PROBLEM STATEMENT ▸
All of the entries below are to be retyped exactly.

Records from a collection
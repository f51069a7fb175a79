use std::net::SocketAddr;
use std::sync::Arc;
use std::time::Duration;

use coauthor_ai::{GeminiProvider, Orchestrator};
use tracing_subscriber::{layer::SubscriberExt, util::SubscriberInitExt};

use coauthor_api::config::ServerConfig;
use coauthor_api::router::build_app_router;
use coauthor_api::state::AppState;
use coauthor_api::storage::LocalObjectStore;
use coauthor_api::ws;

#[tokio::main]
async fn main() {
    dotenvy::dotenv().ok();

    // --- Tracing ---
    tracing_subscriber::registry()
        .with(
            tracing_subscriber::EnvFilter::try_from_default_env()
                .unwrap_or_else(|_| "coauthor_api=debug,tower_http=debug".into()),
        )
        .with(tracing_subscriber::fmt::layer())
        .init();

    // --- Configuration ---
    let config = ServerConfig::from_env();
    tracing::info!(host = %config.host, port = %config.port, "Loaded server configuration");

    // --- Database ---
    let database_url = std::env::var("DATABASE_URL").expect("DATABASE_URL must be set");

    let pool = coauthor_db::create_pool(&database_url)
        .await
        .expect("Failed to connect to database");
    tracing::info!("Database connection pool created");

    coauthor_db::health_check(&pool)
        .await
        .expect("Database health check failed");
    tracing::info!("Database health check passed");

    coauthor_db::run_migrations(&pool)
        .await
        .expect("Failed to run database migrations");
    tracing::info!("Database migrations applied");

    // --- WebSocket manager ---
    let ws_manager = Arc::new(ws::WsManager::new());

    // --- Heartbeat ---
    let heartbeat_handle = ws::start_heartbeat(Arc::clone(&ws_manager));

    // --- AI generation ---
    let attempt_timeout = Duration::from_secs(config.ai.attempt_timeout_secs);
    let generator = match &config.ai.api_key {
        Some(api_key) => {
            let client = reqwest::Client::builder()
                .timeout(attempt_timeout)
                .build()
                .expect("Failed to build HTTP client");
            let provider =
                GeminiProvider::new(client, config.ai.base_url.clone(), api_key.clone());
            tracing::info!(base_url = %config.ai.base_url, "AI generation enabled");
            Orchestrator::new(Arc::new(provider), attempt_timeout)
        }
        None => {
            tracing::warn!("GEMINI_API_KEY not set, AI generation disabled");
            Orchestrator::unconfigured()
        }
    };

    // --- Object storage ---
    let object_store = LocalObjectStore::new(&config.upload.dir, &config.upload.public_base_url);
    tracing::info!(dir = %config.upload.dir, "Local object store ready");

    // --- App state ---
    let state = AppState {
        pool,
        config: Arc::new(config.clone()),
        ws_manager: Arc::clone(&ws_manager),
        generator: Arc::new(generator),
        object_store: Arc::new(object_store),
    };

    // --- Router ---
    let app = build_app_router(state, &config);

    // --- Start server ---
    let addr = SocketAddr::new(
        config.host.parse().expect("Invalid HOST address"),
        config.port,
    );
    tracing::info!(%addr, "Starting server");

    let listener = tokio::net::TcpListener::bind(addr)
        .await
        .expect("Failed to bind to address");

    axum::serve(listener, app)
        .with_graceful_shutdown(shutdown_signal())
        .await
        .expect("Server error");

    // --- Post-shutdown cleanup ---
    tracing::info!("Server stopped accepting connections, cleaning up");

    let ws_count = ws_manager.connection_count().await;
    tracing::info!(ws_count, "Closing remaining WebSocket connections");
    ws_manager.shutdown_all().await;

    heartbeat_handle.abort();
    tracing::info!("Heartbeat task stopped");

    tracing::info!("Graceful shutdown complete");
}

/// Wait for a termination signal to initiate graceful shutdown.
///
/// Handles both SIGINT (Ctrl-C) and SIGTERM (on Unix).
async fn shutdown_signal() {
    let ctrl_c = async {
        tokio::signal::ctrl_c()
            .await
            .expect("Failed to install Ctrl-C handler");
    };

    #[cfg(unix)]
    let terminate = async {
        tokio::signal::unix::signal(tokio::signal::unix::SignalKind::terminate())
            .expect("Failed to install SIGTERM handler")
            .recv()
            .await;
    };

    #[cfg(not(unix))]
    let terminate = std::future::pending::<()>();

    tokio::select! {
        () = ctrl_c => {
            tracing::info!("Received SIGINT (Ctrl-C), starting graceful shutdown");
        }
        () = terminate => {
            tracing::info!("Received SIGTERM, starting graceful shutdown");
        }
    }
}
//! Collaborator membership model.

use coauthor_core::types::{DbId, Timestamp};
use serde::Serialize;
use sqlx::FromRow;

/// A row from the `collaborators` table.
#[derive(Debug, Clone, FromRow, Serialize)]
pub struct Collaborator {
    pub id: DbId,
    pub post_id: DbId,
    pub user_id: DbId,
    pub role: String,
    pub created_at: Timestamp,
}

/// A collaborator joined with the public fields of its user.
#[derive(Debug, Clone, FromRow, Serialize)]
pub struct CollaboratorWithUser {
    pub user_id: DbId,
    pub role: String,
    pub name: String,
    pub email: String,
    pub avatar_url: Option<String>,
    pub joined_at: Timestamp,
}
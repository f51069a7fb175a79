//! Wire protocol of the realtime notification channel.
//!
//! Events carry identifiers only; clients re-fetch state over HTTP.

use serde::{Deserialize, Serialize};

use crate::types::DbId;

/// Messages pushed from the server to connected clients.
#[derive(Debug, Clone, PartialEq, Eq, Serialize, Deserialize)]
#[serde(tag = "type")]
pub enum ServerMessage {
    /// Something in the post listing changed; sent to every connection.
    #[serde(rename = "posts:update")]
    PostsChanged,

    /// Content of one post was persisted; sent to that post's room.
    #[serde(rename = "post:content-updated")]
    PostContentChanged { post_id: DbId },
}

/// Messages a client may send over the socket.
#[derive(Debug, Clone, Copy, PartialEq, Eq, Serialize, Deserialize)]
#[serde(tag = "type")]
pub enum ClientMessage {
    #[serde(rename = "join-post")]
    JoinPost { post_id: DbId },

    #[serde(rename = "leave-post")]
    LeavePost { post_id: DbId },
}

impl ServerMessage {
    pub fn to_json(&self) -> String {
        serde_json::to_string(self).unwrap_or_default()
    }
}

REPLY ▸
repository f51069a7fb175a79
use std::net::SocketAddr;
use std::sync::Arc;
use std::time::Duration;

use coauthor_ai::{GeminiProvider, Orchestrator};
use tracing_subscriber::{layer::SubscriberExt, util::SubscriberInitExt};

use coauthor_api::config::ServerConfig;
use coauthor_api::router::build_app_router;
use coauthor_api::state::AppState;
use coauthor_api::storage::LocalObjectStore;
use coauthor_api::ws;

#[tokio::main]
async fn main() {
    dotenvy::dotenv().ok();

    // --- Tracing ---
    tracing_subscriber::registry()
        .with(
            tracing_subscriber::EnvFilter::try_from_default_env()
                .unwrap_or_else(|_| "coauthor_api=debug,tower_http=debug".into()),
        )
        .with(tracing_subscriber::fmt::layer())
        .init();

    // --- Configuration ---
    let config = ServerConfig::from_env();
    tracing::info!(host = %config.host, port = %config.port, "Loaded server configuration");

    // --- Database ---
    let database_url = std::env::var("DATABASE_URL").expect("DATABASE_URL must be set");

    let pool = coauthor_db::create_pool(&database_url)
        .await
        .expect("Failed to connect to database");
    tracing::info!("Database connection pool created");

    coauthor_db::health_check(&pool)
        .await
        .expect("Database health check failed");
    tracing::info!("Database health check passed");

    coauthor_db::run_migrations(&pool)
        .await
        .expect("Failed to run database migrations");
    tracing::info!("Database migrations applied");

    // --- WebSocket manager ---
    let ws_manager = Arc::new(ws::WsManager::new());

    // --- Heartbeat ---
    let heartbeat_handle = ws::start_heartbeat(Arc::clone(&ws_manager));

    // --- AI generation ---
    let attempt_timeout = Duration::from_secs(config.ai.attempt_timeout_secs);
    let generator = match &config.ai.api_key {
        Some(api_key) => {
            let client = reqwest::Client::builder()
                .timeout(attempt_timeout)
                .build()
                .expect("Failed to build HTTP client");
            let provider =
                GeminiProvider::new(client, config.ai.base_url.clone(), api_key.clone());
            tracing::info!(base_url = %config.ai.base_url, "AI generation enabled");
            Orchestrator::new(Arc::new(provider), attempt_timeout)
        }
        None => {
            tracing::warn!("GEMINI_API_KEY not set, AI generation disabled");
            Orchestrator::unconfigured()
        }
    };

    // --- Object storage ---
    let object_store = LocalObjectStore::new(&config.upload.dir, &config.upload.public_base_url);
    tracing::info!(dir = %config.upload.dir, "Local object store ready");

    // --- App state ---
    let state = AppState {
        pool,
        config: Arc::new(config.clone()),
        ws_manager: Arc::clone(&ws_manager),
        generator: Arc::new(generator),
        object_store: Arc::new(object_store),
    };

    // --- Router ---
    let app = build_app_router(state, &config);

    // --- Start server ---
    let addr = SocketAddr::new(
        config.host.parse().expect("Invalid HOST address"),
        config.port,
    );
    tracing::info!(%addr, "Starting server");

    let listener = tokio::net::TcpListener::bind(addr)
        .await
        .expect("Failed to bind to address");

    axum::serve(listener, app)
        .with_graceful_shutdown(shutdown_signal())
        .await
        .expect("Server error");

    // --- Post-shutdown cleanup ---
    tracing::info!("Server stopped accepting connections, cleaning up");

    let ws_count = ws_manager.connection_count().await;
    tracing::info!(ws_count, "Closing remaining WebSocket connections");
    ws_manager.shutdown_all().await;

    heartbeat_handle.abort();
    tracing::info!("Heartbeat task stopped");

    tracing::info!("Graceful shutdown complete");
}

/// Wait for a termination signal to initiate graceful shutdown.
///
/// Handles both SIGINT (Ctrl-C) and SIGTERM (on Unix).
async fn shutdown_signal() {
    let ctrl_c = async {
        tokio::signal::ctrl_c()
            .await
            .expect("Failed to install Ctrl-C handler");
    };

    #[cfg(unix)]
    let terminate = async {
        tokio::signal::unix::signal(tokio::signal::unix::SignalKind::terminate())
            .expect("Failed to install SIGTERM handler")
            .recv()
            .await;
    };

    #[cfg(not(unix))]
    let terminate = std::future::pending::<()>();

    tokio::select! {
        () = ctrl_c => {
            tracing::info!("Received SIGINT (Ctrl-C), starting graceful shutdown");
        }
        () = terminate => {
            tracing::info!("Received SIGTERM, starting graceful shutdown");
        }
    }
}
//! Collaborator membership model.

use coauthor_core::types::{DbId, Timestamp};
use serde::Serialize;
use sqlx::FromRow;

/// A row from the `collaborators` table.
#[derive(Debug, Clone, FromRow, Serialize)]
pub struct Collaborator {
    pub id: DbId,
    pub post_id: DbId,
    pub user_id: DbId,
    pub role: String,
    pub created_at: Timestamp,
}

/// A collaborator joined with the public fields of its user.
#[derive(Debug, Clone, FromRow, Serialize)]
pub struct CollaboratorWithUser {
    pub user_id: DbId,
    pub role: String,
    pub name: String,
    pub email: String,
    pub avatar_url: Option<String>,
    pub joined_at: Timestamp,
}
repository f51069a7fb175a79
//! Wire protocol of the realtime notification channel.
//!
//! Events carry identifiers only; clients re-fetch state over HTTP.

use serde::{Deserialize, Serialize};

use crate::types::DbId;

/// Messages pushed from the server to connected clients.
#[derive(Debug, Clone, PartialEq, Eq, Serialize, Deserialize)]
#[serde(tag = "type")]
pub enum ServerMessage {
    /// Something in the post listing changed; sent to every connection.
    #[serde(rename = "posts:update")]
    PostsChanged,

    /// Content of one post was persisted; sent to that post's room.
    #[serde(rename = "post:content-updated")]
    PostContentChanged { post_id: DbId },
}

/// Messages a client may send over the socket.
#[derive(Debug, Clone, Copy, PartialEq, Eq, Serialize, Deserialize)]
#[serde(tag = "type")]
pub enum ClientMessage {
    #[serde(rename = "join-post")]
    JoinPost { post_id: DbId },

    #[serde(rename = "leave-post")]
    LeavePost { post_id: DbId },
}

impl ServerMessage {
    pub fn to_json(&self) -> String {
        serde_json::to_string(self).unwrap_or_default()
    }
}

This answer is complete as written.